Exceptions in @nogc code

Eugene Wissner via Digitalmars-d digitalmars-d at puremagic.com
Sat Apr 1 08:27:58 PDT 2017


On Saturday, 1 April 2017 at 14:54:21 UTC, deadalnix wrote:
> I'll repeat myself, even if I don't believe it'll be listened 
> to at this point.
>
> The problem you want to address is not GC allocations, it is GC 
> collection cycles. If everything is freed, then there is no GC 
> problem. not only this, but this is the only way GC and nogc 
> code will interact with each others.
>
> As long as a memory allocation has an owner the compiler can 
> track, it can be freed explicitly, and, when it cannot, the 
> compiler transfer ownership to the GC, which is illegal in 
> @nogc code.
>
> Transfering the ownership to the unwind handler when doing:
>
> throw new FooException();
>
> Is not rocket science and doesn't need any new language 
> addition.
>
> Now onto to scope. Scope essentially means that you are going 
> to use some object without taking ownership of it. Indeed, in 
> case of catch(Exception e) the language has to transfers the 
> ownership of the Exception to the GC, which is the thing that 
> should be illegal (not throwing). catch(scope Exception e) 
> would work both with GC owned and runtime owned exception, and, 
> because the runtime know what's up, it can explicitly free the 
> exception when it exit the catch block (there is already a 
> runtime call for that), in the case it owns it.
>
> It doesn't need any kind of throw new scope Exception, and was 
> proposed, literally, years ago during discussion around DIP25 
> and alike.
>
> I urge you to reconsider the proposal that were made at the 
> time. They solve all the problems you are discovering now, and 
> more. And, while more complex that DIP25 alone, considering 
> DIP25+DIP1000+this thing+the RC object thing, you are already 
> in the zone where the "simple" approach is not so simple 
> already.
>
> Things are unfolding exactly as predicted at the time. Ad hoc 
> solutions to various problems are proposed one by one and the 
> overall complexity is growing much larger than initially 
> proposed solutions.

I also want to add that the syntax is ugly.

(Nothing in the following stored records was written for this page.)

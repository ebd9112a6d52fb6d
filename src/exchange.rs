//! # Key Exchange
//!
//! Per-curve Diffie-Hellman. Every curve family yields a 32-byte shared
//! secret so the ciphers above can consume it uniformly.
//!
//! ```text
//! ┌─────────────────────────────────────────────────────────────────────────┐
//! │                        SHARED SECRET PER CURVE                          │
//! ├─────────────────────────────────────────────────────────────────────────┤
//! │                                                                         │
//! │  secp256k1   SHA-256( X coordinate of d·Q )                             │
//! │  secp256r1   SHA-256( X coordinate of d·Q )                             │
//! │  ed25519     X25519( clamp(SHA-512(seed)[..32]), to_montgomery(Q) )     │
//! │  sr25519     compress_ristretto( s·Q )                                  │
//! │                                                                         │
//! └─────────────────────────────────────────────────────────────────────────┘
//! ```
//!
//! The initiator generates an ephemeral key with [`KeyExchange::ephemeral_key`]
//! and computes the secret against the recipient's public key; the recipient
//! computes the same secret from its private key and the ephemeral public key.

use curve25519_dalek::ristretto::CompressedRistretto;
use curve25519_dalek::Scalar;
use rand_core::CryptoRngCore;
use sha2::{Digest, Sha256};
use zeroize::{ZeroizeOnDrop, Zeroizing};

use crate::error::{Error, Result};
use crate::keys::{
    Ed25519PrivateKey, Ed25519PublicKey, KeyKind, PrivateKey, PublicKey, Secp256k1PrivateKey,
    Secp256k1PublicKey, Secp256r1PrivateKey, Secp256r1PublicKey, Sr25519PrivateKey,
    Sr25519PublicKey,
};

/// Size of every shared secret in bytes
pub const SHARED_SECRET_SIZE: usize = 32;

/// A 32-byte shared secret
///
/// Zeroized when dropped.
#[derive(ZeroizeOnDrop)]
pub struct SharedSecret([u8; SHARED_SECRET_SIZE]);

impl SharedSecret {
    /// Get the raw bytes (for key derivation)
    pub fn as_bytes(&self) -> &[u8; SHARED_SECRET_SIZE] {
        &self.0
    }
}

/// Key exchange for one curve family
#[derive(Debug, Clone, Copy, PartialEq, Eq)]
pub struct KeyExchange {
    kind: KeyKind,
}

impl KeyExchange {
    /// Key exchange over the given curve family
    pub fn for_kind(kind: KeyKind) -> Self {
        Self { kind }
    }

    /// The curve family this exchange runs on
    pub fn kind(&self) -> KeyKind {
        self.kind
    }

    /// Generate a fresh ephemeral private key on this curve
    pub fn ephemeral_key(&self, rng: &mut impl CryptoRngCore) -> PrivateKey {
        PrivateKey::generate(self.kind, rng)
    }

    /// Compute the shared secret between a private and a public key
    ///
    /// Both keys must belong to this exchange's curve family.
    pub fn shared_secret(&self, private_key: &PrivateKey, public_key: &PublicKey) -> Result<SharedSecret> {
        if private_key.kind() != self.kind {
            return Err(Error::UnsupportedKeyType(format!(
                "{} private key given to {} key exchange",
                private_key.kind(),
                self.kind
            )));
        }

        let secret = match (private_key, public_key) {
            (PrivateKey::Secp256k1(sk), PublicKey::Secp256k1(pk)) => secp256k1_shared(sk, pk),
            (PrivateKey::Ed25519(sk), PublicKey::Ed25519(pk)) => ed25519_shared(sk, pk)?,
            (PrivateKey::Sr25519(sk), PublicKey::Sr25519(pk)) => sr25519_shared(sk, pk)?,
            (PrivateKey::Secp256r1(sk), PublicKey::Secp256r1(pk)) => secp256r1_shared(sk, pk),
            (_, public_key) => {
                return Err(Error::UnsupportedKeyType(format!(
                    "{} public key given to {} key exchange",
                    public_key.kind(),
                    self.kind
                )))
            }
        };

        Ok(SharedSecret(secret))
    }
}

/// Raw big-endian X coordinate of the secp256k1 ECDH point
pub(crate) fn secp256k1_raw_x(
    private_key: &Secp256k1PrivateKey,
    public_key: &Secp256k1PublicKey,
) -> Zeroizing<[u8; 32]> {
    let shared = k256::ecdh::diffie_hellman(
        private_key.secret_key().to_nonzero_scalar(),
        public_key.inner().as_affine(),
    );
    let mut out = Zeroizing::new([0u8; 32]);
    out.copy_from_slice(shared.raw_secret_bytes());
    out
}

fn secp256k1_shared(private_key: &Secp256k1PrivateKey, public_key: &Secp256k1PublicKey) -> [u8; 32] {
    let x = secp256k1_raw_x(private_key, public_key);
    Sha256::digest(x.as_slice()).into()
}

fn secp256r1_shared(private_key: &Secp256r1PrivateKey, public_key: &Secp256r1PublicKey) -> [u8; 32] {
    let shared = p256::ecdh::diffie_hellman(
        private_key.secret_key().to_nonzero_scalar(),
        public_key.inner().as_affine(),
    );
    Sha256::digest(shared.raw_secret_bytes()).into()
}

fn ed25519_shared(private_key: &Ed25519PrivateKey, public_key: &Ed25519PublicKey) -> Result<[u8; 32]> {
    let secret = x25519_dalek::StaticSecret::from(*private_key.x25519_scalar_bytes());
    let public = x25519_dalek::PublicKey::from(public_key.x25519_bytes());

    let shared = secret.diffie_hellman(&public);
    if !shared.was_contributory() {
        return Err(Error::KeyExchangeFailed("low-order ed25519 public key".into()));
    }
    Ok(shared.to_bytes())
}

fn sr25519_shared(private_key: &Sr25519PrivateKey, public_key: &Sr25519PublicKey) -> Result<[u8; 32]> {
    let scalar = Scalar::from_bytes_mod_order(*private_key.scalar_bytes());
    let point = CompressedRistretto(public_key.bytes())
        .decompress()
        .ok_or_else(|| Error::KeyExchangeFailed("sr25519 public key is not a ristretto point".into()))?;

    Ok((scalar * point).compress().to_bytes())
}

// ============================================================================
// TESTS
// ============================================================================

#[cfg(test)]
mod tests {
    use super::*;
    use crate::testing;
    use rand::SeedableRng;
    use rand_chacha::ChaCha20Rng;

    fn agree(a: PrivateKey, b: PrivateKey) -> ([u8; 32], [u8; 32]) {
        let exchange = KeyExchange::for_kind(a.kind());
        let ab = exchange.shared_secret(&a, &b.public_key()).unwrap();
        let ba = exchange.shared_secret(&b, &a.public_key()).unwrap();
        (*ab.as_bytes(), *ba.as_bytes())
    }

    #[test]
    fn test_secp256k1_shared_secret() {
        let (ab, ba) = agree(testing::secp256k1_alice().into(), testing::secp256k1_bob().into());
        assert_eq!(ab, ba);
        assert_eq!(
            hex::encode(ab),
            "32968b92310431b6305d13cde95e9dac02835d6b7801628a9bf1a63a12faa74f"
        );
    }

    #[test]
    fn test_ed25519_shared_secret() {
        let (ab, ba) = agree(testing::ed25519_alice().into(), testing::ed25519_bob().into());
        assert_eq!(ab, ba);
        assert_eq!(
            hex::encode(ab),
            "f148bcc6b73d8cb3dd858e26b14778fa9bfac8c3ddd5dd9fe71e2666d61cf04d"
        );
    }

    #[test]
    fn test_sr25519_shared_secret() {
        let (ab, ba) = agree(testing::sr25519_alice().into(), testing::sr25519_bob().into());
        assert_eq!(ab, ba);

        let (ae, _) = agree(testing::sr25519_alice().into(), testing::sr25519_eve().into());
        assert_ne!(ab, ae);
    }

    #[test]
    fn test_secp256r1_shared_secret() {
        let (ab, ba) = agree(testing::secp256r1_alice().into(), testing::secp256r1_bob().into());
        assert_eq!(ab, ba);

        let (ac, _) = agree(testing::secp256r1_alice().into(), testing::secp256r1_carlos().into());
        assert_ne!(ab, ac);
    }

    #[test]
    fn test_ephemeral_keys() {
        let mut rng = ChaCha20Rng::seed_from_u64(1);
        for kind in KeyKind::ALL {
            let exchange = KeyExchange::for_kind(kind);
            let ephemeral = exchange.ephemeral_key(&mut rng);
            let recipient = exchange.ephemeral_key(&mut rng);
            assert_eq!(ephemeral.kind(), kind);

            let sent = exchange.shared_secret(&ephemeral, &recipient.public_key()).unwrap();
            let received = exchange.shared_secret(&recipient, &ephemeral.public_key()).unwrap();
            assert_eq!(sent.as_bytes(), received.as_bytes());
        }
    }

    #[test]
    fn test_mismatched_curves() {
        let exchange = KeyExchange::for_kind(KeyKind::Ed25519);
        let ed = PrivateKey::from(testing::ed25519_alice());
        let sr = PrivateKey::from(testing::sr25519_bob());

        assert!(matches!(
            exchange.shared_secret(&ed, &sr.public_key()),
            Err(Error::UnsupportedKeyType(_))
        ));
        assert!(matches!(
            exchange.shared_secret(&sr, &ed.public_key()),
            Err(Error::UnsupportedKeyType(_))
        ));
    }

    #[test]
    fn test_ed25519_low_order_point_rejected() {
        // The identity point encodes as y = 1.
        let mut identity = [0u8; 32];
        identity[0] = 1;
        let public = PublicKey::from_bytes(KeyKind::Ed25519, &identity).unwrap();

        let exchange = KeyExchange::for_kind(KeyKind::Ed25519);
        let result = exchange.shared_secret(&testing::ed25519_alice().into(), &public);
        assert!(matches!(result, Err(Error::KeyExchangeFailed(_))));
    }
}
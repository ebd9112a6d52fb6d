//! # Cipher Engine
//!
//! Hybrid public-key encryption under interchangeable suites. Every
//! encrypted buffer starts with a one-byte suite tag, so a decrypter can pick
//! the right protocol without outside metadata.
//!
//! ```text
//! ┌─────────────────────────────────────────────────────────────────────────┐
//! │                          ENCRYPTED CONTENT                              │
//! ├─────────────────────────────────────────────────────────────────────────┤
//! │                                                                         │
//! │  0x20  noop        tag ‖ plaintext                                      │
//! │                                                                         │
//! │  0x2a  nacl-ecdh   tag ‖ curve id ‖ ephemeral public (32|33)            │
//! │                        ‖ nonce(24) ‖ poly1305 tag(16) ‖ ciphertext      │
//! │                                                                         │
//! │  0x2b  nacl-sk     tag ‖ key id ‖ nonce(24) ‖ poly1305 tag(16)          │
//! │                        ‖ ciphertext                                     │
//! │                                                                         │
//! │  0x2e  aes256cbc   tag ‖ iv(16) ‖ compressed ephemeral public(33)       │
//! │                        ‖ hmac-sha256(32) ‖ ciphertext                   │
//! │                                                                         │
//! └─────────────────────────────────────────────────────────────────────────┘
//! ```
//!
//! ## Choosing a Suite
//!
//! | Suite | Curves | Use |
//! |-------|--------|-----|
//! | `noop` | any | Debugging only, no confidentiality |
//! | `nacl-ecdh` | all four | Default, ephemeral key per message |
//! | `nacl-sk` | secp256k1, ed25519, secp256r1 | Same key identity on both ends |
//! | `aes256cbc` | secp256k1 | Compatibility with ECIES peers |
//!
//! [`encrypter`] builds an encrypter by suite name. [`decrypter`] returns a
//! decrypter that reads the tag and hands the buffer to the matching suite.

pub mod aes256cbc;
pub mod nacl;
pub mod noop;

use std::fmt;
use std::str::FromStr;

use serde::{Deserialize, Serialize};

use crate::error::{Error, Result};
use crate::keys::{PrivateKey, PublicKey};

pub use aes256cbc::{AesCbcDecrypter, AesCbcEncrypter};
pub use nacl::{
    NaclPrivateKeyDecrypter, NaclPrivateKeyEncrypter, NaclPublicKeyDecrypter,
    NaclPublicKeyEncrypter,
};
pub use noop::{NoopDecrypter, NoopEncrypter};

/// Suite tag for unencrypted content
pub const NO_OPERATION: u8 = 0x20;

/// Suite tag for NaCl public-key (ephemeral ECDH) encryption
pub const NACL_ECDH: u8 = 0x2a;

/// Suite tag for NaCl private-key encryption
pub const NACL_SECRET_KEY: u8 = 0x2b;

/// Suite tag for AES-256-CBC hybrid encryption
pub const AES256CBC: u8 = 0x2e;

/// Encrypts plaintext into tagged content
pub trait Encrypter: Send + Sync {
    /// Encrypt using the operating system's randomness
    fn encrypt(&self, plaintext: &[u8]) -> Result<Vec<u8>>;
}

/// Decrypts tagged content back into plaintext
pub trait Decrypter: Send + Sync {
    /// Decrypt content produced by the matching encrypter
    fn decrypt(&self, content: &[u8]) -> Result<Vec<u8>>;
}

/// A suite that can encrypt to a public key
#[derive(Debug, Clone, Copy, PartialEq, Eq, Default)]
pub enum EncrypterKind {
    /// No encryption
    Noop,
    /// NaCl box with an ephemeral key
    #[default]
    NaclEcdh,
    /// AES-256-CBC hybrid scheme
    Aes256Cbc,
}

impl EncrypterKind {
    /// Canonical name
    pub fn name(&self) -> &'static str {
        match self {
            EncrypterKind::Noop => "noop",
            EncrypterKind::NaclEcdh => "nacl-ecdh",
            EncrypterKind::Aes256Cbc => "aes256cbc",
        }
    }

    /// Suite tag written by this encrypter
    pub fn tag(&self) -> u8 {
        match self {
            EncrypterKind::Noop => NO_OPERATION,
            EncrypterKind::NaclEcdh => NACL_ECDH,
            EncrypterKind::Aes256Cbc => AES256CBC,
        }
    }
}

impl fmt::Display for EncrypterKind {
    fn fmt(&self, f: &mut fmt::Formatter<'_>) -> fmt::Result {
        f.pad(self.name())
    }
}

impl FromStr for EncrypterKind {
    type Err = Error;

    fn from_str(s: &str) -> Result<Self> {
        match s {
            "noop" => Ok(EncrypterKind::Noop),
            "nacl-ecdh" => Ok(EncrypterKind::NaclEcdh),
            "aes256cbc" => Ok(EncrypterKind::Aes256Cbc),
            "" => Err(Error::InputValidation(
                "encryption provided is set to empty".into(),
            )),
            other => Err(Error::UnknownCipher(other.to_string())),
        }
    }
}

impl Serialize for EncrypterKind {
    fn serialize<S>(&self, serializer: S) -> std::result::Result<S::Ok, S::Error>
    where
        S: serde::Serializer,
    {
        serializer.serialize_str(self.name())
    }
}

impl<'de> Deserialize<'de> for EncrypterKind {
    fn deserialize<D>(deserializer: D) -> std::result::Result<Self, D::Error>
    where
        D: serde::Deserializer<'de>,
    {
        let s = String::deserialize(deserializer)?;
        s.parse().map_err(serde::de::Error::custom)
    }
}

/// Build an encrypter for the given suite and recipient
pub fn encrypter(kind: EncrypterKind, public_key: PublicKey) -> Result<Box<dyn Encrypter>> {
    tracing::debug!(suite = %kind, curve = %public_key.kind(), "Selecting encrypter");

    Ok(match kind {
        EncrypterKind::Noop => Box::new(NoopEncrypter::new()),
        EncrypterKind::NaclEcdh => Box::new(NaclPublicKeyEncrypter::new(public_key)),
        EncrypterKind::Aes256Cbc => Box::new(AesCbcEncrypter::new(public_key)?),
    })
}

/// Build a decrypter that dispatches on the suite tag
pub fn decrypter(private_key: PrivateKey) -> TaggedDecrypter {
    TaggedDecrypter { private_key }
}

/// Decrypter for any suite, chosen by the first byte of the content
#[derive(Debug, Clone)]
pub struct TaggedDecrypter {
    private_key: PrivateKey,
}

impl Decrypter for TaggedDecrypter {
    fn decrypt(&self, content: &[u8]) -> Result<Vec<u8>> {
        let Some(&tag) = content.first() else {
            return Err(Error::MalformedFraming("empty content"));
        };

        tracing::debug!(tag = format_args!("{:#04x}", tag), "Dispatching decryption");

        match tag {
            NO_OPERATION => NoopDecrypter::new().decrypt(content),
            NACL_ECDH => NaclPublicKeyDecrypter::new(self.private_key.clone()).decrypt(content),
            NACL_SECRET_KEY => {
                NaclPrivateKeyDecrypter::new(self.private_key.clone()).decrypt(content)
            }
            AES256CBC => AesCbcDecrypter::new(self.private_key.clone())?.decrypt(content),
            other => Err(Error::UnknownCipher(format!("{:#04x}", other))),
        }
    }
}

// ============================================================================
// TESTS
// ============================================================================

#[cfg(test)]
mod tests {
    use super::*;
    use crate::testing;

    #[test]
    fn test_encrypter_kind_names() {
        for kind in [
            EncrypterKind::Noop,
            EncrypterKind::NaclEcdh,
            EncrypterKind::Aes256Cbc,
        ] {
            assert_eq!(kind.name().parse::<EncrypterKind>().unwrap(), kind);
        }
        assert_eq!(EncrypterKind::default(), EncrypterKind::NaclEcdh);
    }

    #[test]
    fn test_encrypter_kind_errors() {
        assert_eq!(
            "".parse::<EncrypterKind>().unwrap_err(),
            Error::InputValidation("encryption provided is set to empty".into())
        );
        assert_eq!(
            "rot13".parse::<EncrypterKind>().unwrap_err(),
            Error::UnknownCipher("rot13".into())
        );
    }

    #[test]
    fn test_every_suite_round_trips_through_decrypter() {
        let alice = PrivateKey::from(testing::secp256k1_alice());
        let decrypter = decrypter(alice.clone());

        for kind in [
            EncrypterKind::Noop,
            EncrypterKind::NaclEcdh,
            EncrypterKind::Aes256Cbc,
        ] {
            let encrypter = encrypter(kind, alice.public_key()).unwrap();
            let content = encrypter.encrypt(b"message").unwrap();
            assert_eq!(content[0], kind.tag());
            assert_eq!(decrypter.decrypt(&content).unwrap(), b"message");
        }

        let secret_key = NaclPrivateKeyEncrypter::new(alice.clone());
        let content = secret_key.encrypt(b"message").unwrap();
        assert_eq!(content[0], NACL_SECRET_KEY);
        assert_eq!(decrypter.decrypt(&content).unwrap(), b"message");
    }

    #[test]
    fn test_aes_rejects_non_secp256k1_recipient() {
        let public = PublicKey::from(testing::ed25519_alice().public_key());
        assert!(matches!(
            encrypter(EncrypterKind::Aes256Cbc, public),
            Err(Error::UnsupportedKeyType(_))
        ));
    }

    #[test]
    fn test_decrypter_framing_errors() {
        let decrypter = decrypter(testing::ed25519_alice().into());
        assert_eq!(
            decrypter.decrypt(&[]).unwrap_err(),
            Error::MalformedFraming("empty content")
        );
        assert_eq!(
            decrypter.decrypt(&[0x99, 0x01]).unwrap_err(),
            Error::UnknownCipher("0x99".into())
        );
    }

    #[test]
    fn test_encrypter_kind_serde() {
        let json = serde_json::to_string(&EncrypterKind::Aes256Cbc).unwrap();
        assert_eq!(json, "\"aes256cbc\"");
        assert!(serde_json::from_str::<EncrypterKind>("\"des\"").is_err());
    }
}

A lot of work is 
being done on "scope" currently, but I don't understand why 
"scope" should appear now in every line of code: scope 
parameters, scope exceptions... How do I decide if I should use 
"new Exception" or "throw new scope Exception"? If it is a 
migration path and everyone should migrate to "new scope 
Exception", then "throw new scope Exception" is still one keyword 
longer than the simple "throw new Exception". Imho it would be 
better to change the way exceptions are allocated instead of 
making a complex language even more complex.